Analytical and numerical modeling of the mixed-mode delamination process for composite moment-loaded double cantilever beams

This work aims at studying the mixed-mode delamination process in Moment-Loaded Double Cantilever Beam (MLDCB) specimens. The delamination problem is addressed both analytically and numerically, while considering the interfaces as an assemblage of two sublaminates partly bonded together by an elastic interface. Such interface is modeled as a continuous distribution of elastic-brittle springs acting along the normal and/or tangential direction depending on the interfacial mixed-mode condition. The Timoshenko's beam theory is here applied to determine the governing equations of the differential problem and the associated boundary conditions, whose solution is not straightforward. The Generalized Differential Quadrature (GDQ) method is then applied as numerical tool to solve directly the differential equations of the problem in a strong form.

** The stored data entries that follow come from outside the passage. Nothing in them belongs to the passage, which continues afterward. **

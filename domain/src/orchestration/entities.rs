//! Orchestration domain entities

use super::value_objects::{CouncilResponse, PeerReview, SynthesisResult};
use crate::debate::message::DebateMessage;
use serde::{Deserialize, Serialize};

/// Workflow stage of a council run
#[derive(Debug, Clone, Copy, PartialEq, Eq, Hash, Default, Serialize, Deserialize)]
#[serde(rename_all = "snake_case")]
pub enum Stage {
    #[default]
    Idle,
    /// Round in flight: every ready node answers independently
    ProcessingCouncil,
    /// Nodes critique each other's round responses
    PeerReview,
    /// Live debate between nodes and the operator
    Debate,
    /// Chairman streaming the verdict
    Synthesizing,
    Completed,
    Error,
}

impl Stage {
    pub fn as_str(&self) -> &'static str {
        match self {
            Stage::Idle => "idle",
            Stage::ProcessingCouncil => "processing_council",
            Stage::PeerReview => "peer_review",
            Stage::Debate => "debate",
            Stage::Synthesizing => "synthesizing",
            Stage::Completed => "completed",
            Stage::Error => "error",
        }
    }

    pub fn display_name(&self) -> &'static str {
        match self {
            Stage::Idle => "Idle",
            Stage::ProcessingCouncil => "Council Analysis",
            Stage::PeerReview => "Peer Review",
            Stage::Debate => "Live Debate",
            Stage::Synthesizing => "Synthesis",
            Stage::Completed => "Completed",
            Stage::Error => "Error",
        }
    }

    pub fn is_terminal(&self) -> bool {
        matches!(self, Stage::Completed | Stage::Error)
    }
}

impl std::fmt::Display for Stage {
    fn fmt(&self, f: &mut std::fmt::Formatter<'_>) -> std::fmt::Result {
        write!(f, "{}", self.display_name())
    }
}

/// Everything a council run produced (Entity)
#[derive(Debug, Clone, Default, Serialize, Deserialize)]
pub struct CouncilRecord {
    pub query: String,
    pub stage: Stage,
    pub responses: Vec<CouncilResponse>,
    #[serde(default, skip_serializing_if = "Vec::is_empty")]
    pub reviews: Vec<PeerReview>,
    #[serde(default)]
    pub transcript: Vec<DebateMessage>,
    #[serde(default, skip_serializing_if = "Option::is_none")]
    pub synthesis: Option<SynthesisResult>,
    #[serde(default, skip_serializing_if = "Option::is_none")]
    pub error: Option<String>,
}

impl CouncilRecord {
    pub fn new(query: impl Into<String>) -> Self {
        Self {
            query: query.into(),
            ..Default::default()
        }
    }

    /// Responses that carry real content.
    pub fn healthy_responses(&self) -> impl Iterator<Item = &CouncilResponse> {
        self.responses.iter().filter(|r| !r.is_degraded())
    }

    pub fn fail(&mut self, error: impl Into<String>) {
        self.stage = Stage::Error;
        self.error = Some(error.into());
    }
}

The capability of the proposed numerical approach is first exploited through a comparative evaluation of the results with the analytical predictions resting on a suitable change of variables for delamination test specimens. The local and global response is determined, in terms of interfacial stresses, internal forces and displacements, as well as in terms of compliance, energy release rate, mode mixity angle, and moment-rotation curves. A further check of the proposed numerical method is performed with respect to a Finite Fracture Mechanics (FFM) criterion, which is able to join both stress-and energy-based approaches. A good agreement between results confirms the good feasibility of the GDQ method when studying delamination phenomena occurring within composite materials or laminated joints, usually subjected to mixed-mode conditions.